Once I was validated, she indicated that I needed to move to the door on my left. Upon entering the designated vaccination area the nurse there checked my card, asked me if I was an educator or from Social Development, I then replied that neither of the two and she said she was very relieved otherwise she was going to send me back as they had run out of stock of J&J that was reserved for educators and Social Development employees. She was friendlier than the last woman but looked very tired. She told me to sit behind six other patients and wait for my name to be called.
My excitement wore off when I watched others being vaccinated. I had hoped that the vaccination took place behind a screen of some sort, where it is only the patient and the nurse. I was really taken by surprise to see that you get the jab right there while others are watching you flinch or try to take your shoulder out from under the layers of clothing covering it. In my head Tshepo Tshola’s _Papa _song was playing “waiting for your name to be called” (oh, the good lord has called his name to rest in eternal peace!), and finally my name was called. The nurse greeted me and told me to look straight ahead and before I knew it the needle was piercing my tinny, boney shoulder and before my brain could register the pain, it was all over. Just like that, it was done, kaboom!

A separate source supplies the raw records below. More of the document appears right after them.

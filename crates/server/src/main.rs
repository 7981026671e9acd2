mod assistant;
mod bootstrap;
mod health;

use std::future::IntoFuture;
use std::time::Duration;

use anyhow::Result;
use tradebook_core::config::{AppConfig, LoadOptions};

const LOCK_PRUNE_INTERVAL: Duration = Duration::from_secs(300);

fn init_logging(config: &AppConfig) {
    use tracing::Level;
    use tradebook_core::config::LogFormat::*;

    let log_level = config.logging.level.parse::<Level>().unwrap_or(Level::INFO);

    match config.logging.format {
        Compact => {
            tracing_subscriber::fmt().with_target(false).with_max_level(log_level).compact().init();
        }
        Pretty => {
            tracing_subscriber::fmt().with_target(false).with_max_level(log_level).pretty().init();
        }
        Json => {
            tracing_subscriber::fmt().with_target(false).with_max_level(log_level).json().init();
        }
    }
}

#[tokio::main]
async fn main() -> Result<()> {
    run().await
}

pub async fn run() -> Result<()> {
    let config = AppConfig::load(LoadOptions::default())?;
    init_logging(&config);

    let app = bootstrap::bootstrap_with_config(config).await?;
    let address = format!("{}:{}", app.config.server.bind_address, app.config.server.port);
    let grace = Duration::from_secs(app.config.server.graceful_shutdown_secs);

    let router = assistant::router(app.agent_runtime.clone()).merge(health::router(app.db_pool.clone()));
    let listener = tokio::net::TcpListener::bind(&address).await?;

    let runtime = app.agent_runtime.clone();
    tokio::spawn(async move {
        let mut interval = tokio::time::interval(LOCK_PRUNE_INTERVAL);
        loop {
            interval.tick().await;
            let remaining = runtime.prune_idle_locks().await;
            tracing::debug!(
                event_name = "system.server.session_locks_pruned",
                remaining,
                "idle session locks pruned"
            );
        }
    });

    let (stop_tx, stop_rx) = tokio::sync::oneshot::channel::<()>();
    let server = tokio::spawn(
        axum::serve(listener, router)
            .with_graceful_shutdown(async {
                let _ = stop_rx.await;
            })
            .into_future(),
    );

    tracing::info!(
        event_name = "system.server.started",
        correlation_id = "bootstrap",
        bind_address = %address,
        "tradebook-server started"
    );
    wait_for_shutdown().await?;
    tracing::info!(
        event_name = "system.server.stopping",
        correlation_id = "shutdown",
        grace_secs = grace.as_secs(),
        "tradebook-server stopping"
    );

    let _ = stop_tx.send(());
    match tokio::time::timeout(grace, server).await {
        Ok(joined) => joined??,
        Err(_) => tracing::warn!(
            event_name = "system.server.shutdown_timeout",
            correlation_id = "shutdown",
            "in-flight requests did not finish within the grace period"
        ),
    }

    app.db_pool.close().await;
    Ok(())
}

async fn wait_for_shutdown() -> Result<()> {
    tokio::signal::ctrl_c().await?;
    Ok(())
}
use chrono::{NaiveDate, Utc};
use rust_decimal::Decimal;

use tradebook_core::{
    Buyer, BuyerId, Expense, ExpenseId, InventoryItem, InventoryItemId, OwnerId,
};

use crate::connection::DbPool;
use crate::repositories::{
    BuyerRepository, ExpenseRepository, InventoryRepository, RepositoryError, SqlBuyerRepository,
    SqlExpenseRepository, SqlInventoryRepository,
};

struct InventorySeed {
    key: &'static str,
    name: &'static str,
    sku: &'static str,
    category: &'static str,
    quantity: i64,
    unit_price_cents: i64,
}

struct BuyerSeed {
    key: &'static str,
    first_name: &'static str,
    last_name: &'static str,
    email: &'static str,
    balance_cents: i64,
}

struct ExpenseSeed {
    key: &'static str,
    description: &'static str,
    category: &'static str,
    amount_cents: i64,
    incurred_on: (i32, u32, u32),
}

const INVENTORY_SEEDS: &[InventorySeed] = &[
    InventorySeed {
        key: "inv-001",
        name: "Walnut desk",
        sku: "DSK-001",
        category: "Furniture",
        quantity: 4,
        unit_price_cents: 34_900,
    },
    InventorySeed {
        key: "inv-002",
        name: "Ergonomic chair",
        sku: "CHR-002",
        category: "Furniture",
        quantity: 0,
        unit_price_cents: 21_950,
    },
    InventorySeed {
        key: "inv-003",
        name: "Desk lamp",
        sku: "LMP-003",
        category: "Lighting",
        quantity: 27,
        unit_price_cents: 3_999,
    },
];

const BUYER_SEEDS: &[BuyerSeed] = &[
    BuyerSeed {
        key: "byr-001",
        first_name: "Ada",
        last_name: "Lovelace",
        email: "ada@analytical.io",
        balance_cents: 125_000,
    },
    BuyerSeed {
        key: "byr-002",
        first_name: "Grace",
        last_name: "Hopper",
        email: "grace@cobol.dev",
        balance_cents: 0,
    },
];

const EXPENSE_SEEDS: &[ExpenseSeed] = &[
    ExpenseSeed {
        key: "exp-001",
        description: "Warehouse rent",
        category: "Rent",
        amount_cents: 180_000,
        incurred_on: (2026, 1, 1),
    },
    ExpenseSeed {
        key: "exp-002",
        description: "Electricity bill",
        category: "Utilities",
        amount_cents: 21_475,
        incurred_on: (2026, 1, 12),
    },
];

/// Deterministic demo records for one owner. Ids are derived from the owner so
/// loading twice overwrites instead of duplicating.
pub struct DemoSeedDataset;

impl DemoSeedDataset {
    pub async fn load(pool: &DbPool, owner_id: &OwnerId) -> Result<SeedResult, RepositoryError> {
        let now = Utc::now();
        let inventory = SqlInventoryRepository::new(pool.clone());
        let buyers = SqlBuyerRepository::new(pool.clone());
        let expenses = SqlExpenseRepository::new(pool.clone());

        for seed in INVENTORY_SEEDS {
            inventory
                .save(InventoryItem {
                    id: InventoryItemId(seeded_id(owner_id, seed.key)),
                    owner_id: owner_id.clone(),
                    name: seed.name.to_string(),
                    sku: Some(seed.sku.to_string()),
                    category: Some(seed.category.to_string()),
                    quantity: seed.quantity,
                    unit_price: Decimal::new(seed.unit_price_cents, 2),
                    updated_at: now,
                })
                .await?;
        }

        for seed in BUYER_SEEDS {
            buyers
                .save(Buyer {
                    id: BuyerId(seeded_id(owner_id, seed.key)),
                    owner_id: owner_id.clone(),
                    first_name: seed.first_name.to_string(),
                    last_name: seed.last_name.to_string(),
                    email: seed.email.to_string(),
                    phone: None,
                    balance: Decimal::new(seed.balance_cents, 2),
                    created_at: now,
                })
                .await?;
        }

        for seed in EXPENSE_SEEDS {
            let (year, month, day) = seed.incurred_on;
            let incurred_on = NaiveDate::from_ymd_opt(year, month, day).ok_or_else(|| {
                RepositoryError::Decode(format!("invalid seed date for {}", seed.key))
            })?;
            expenses
                .save(Expense {
                    id: ExpenseId(seeded_id(owner_id, seed.key)),
                    owner_id: owner_id.clone(),
                    description: seed.description.to_string(),
                    category: Some(seed.category.to_string()),
                    amount: Decimal::new(seed.amount_cents, 2),
                    incurred_on,
                    created_at: now,
                })
                .await?;
        }

        Ok(SeedResult {
            owner_id: owner_id.clone(),
            inventory_items: INVENTORY_SEEDS.len(),
            buyers: BUYER_SEEDS.len(),
            expenses: EXPENSE_SEEDS.len(),
        })
    }

    pub async fn verify(
        pool: &DbPool,
        owner_id: &OwnerId,
    ) -> Result<VerificationResult, RepositoryError> {
        let mut checks = Vec::new();

        for (label, table, seeds) in [
            ("inventory-seeded", "inventory_item", INVENTORY_SEEDS.iter().map(|s| s.key).collect::<Vec<_>>()),
            ("buyers-seeded", "buyer", BUYER_SEEDS.iter().map(|s| s.key).collect()),
            ("expenses-seeded", "expense", EXPENSE_SEEDS.iter().map(|s| s.key).collect()),
        ] {
            let mut present = true;
            for key in seeds {
                let exists: i64 = sqlx::query_scalar(&format!(
                    "SELECT EXISTS(SELECT 1 FROM {table} WHERE id = ?1 AND owner_id = ?2)"
                ))
                .bind(seeded_id(owner_id, key))
                .bind(owner_id.as_str())
                .fetch_one(pool)
                .await?;
                present &= exists == 1;
            }
            checks.push((label, present));
        }

        let all_present = checks.iter().all(|(_, exists)| *exists);
        Ok(VerificationResult { all_present, checks })
    }

    /// Removes every record of the owner, seeded or not.
    pub async fn clean(pool: &DbPool, owner_id: &OwnerId) -> Result<(), RepositoryError> {
        let mut tx = pool.begin().await?;

        for table in ["expense", "buyer", "inventory_item"] {
            sqlx::query(&format!("DELETE FROM {table} WHERE owner_id = ?1"))
                .bind(owner_id.as_str())
                .execute(&mut *tx)
                .await?;
        }

        tx.commit().await?;
        Ok(())
    }
}

fn seeded_id(owner_id: &OwnerId, key: &str) -> String {
    format!("seed-{}-{key}", owner_id.as_str())
}

#[derive(Debug)]
pub struct SeedResult {
    pub owner_id: OwnerId,
    pub inventory_items: usize,
    pub buyers: usize,
    pub expenses: usize,
}

#[derive(Debug)]
pub struct VerificationResult {
    pub all_present: bool,
    pub checks: Vec<(&'static str, bool)>,
}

Then the other nurse who was standing by told me to proceed to the next queue. This was the final queue of the day, where the woman in charge took the card and registered it again in another form. This time I asked her what she was doing and she indicated that it was part of statistics that they were collecting. Once again, I wondered why the statistics were collected manually and not electronically using the same ID number that I had registered with.
Nevertheless, I had to wait for a further 10 minutes before receiving my card and heading home. When I looked at my watch since I walked into that hall at 10:30 am, I realised that the whole process had taken me four hours, as well a further two hours at Clicks!
Now, as a public servant myself, I realised what our community members must go through on a daily basis at the hospital, clinic, or even at a municipal office. This experience made me swear to be a better public servant and to serve people with pride and dignity.
To my fellow public servants, let us treat each other with respect, humility, love and be dedicated to serving others. People’s lives and livelihoods are in our hands! The excitement we have shown during this vaccination period must transcend into other areas of services to the public. This is generation that can restore hope to the majority. We should not bask in the glory of secured employment when the majority of our peers and young people can’t even maneuverer the EVS system, let alone money for transport to the nearest vaccination site.
A luta continua!
Izimangaliso Malatjie is the Director in Finance at the National School of Government. She writes in her personal capacity.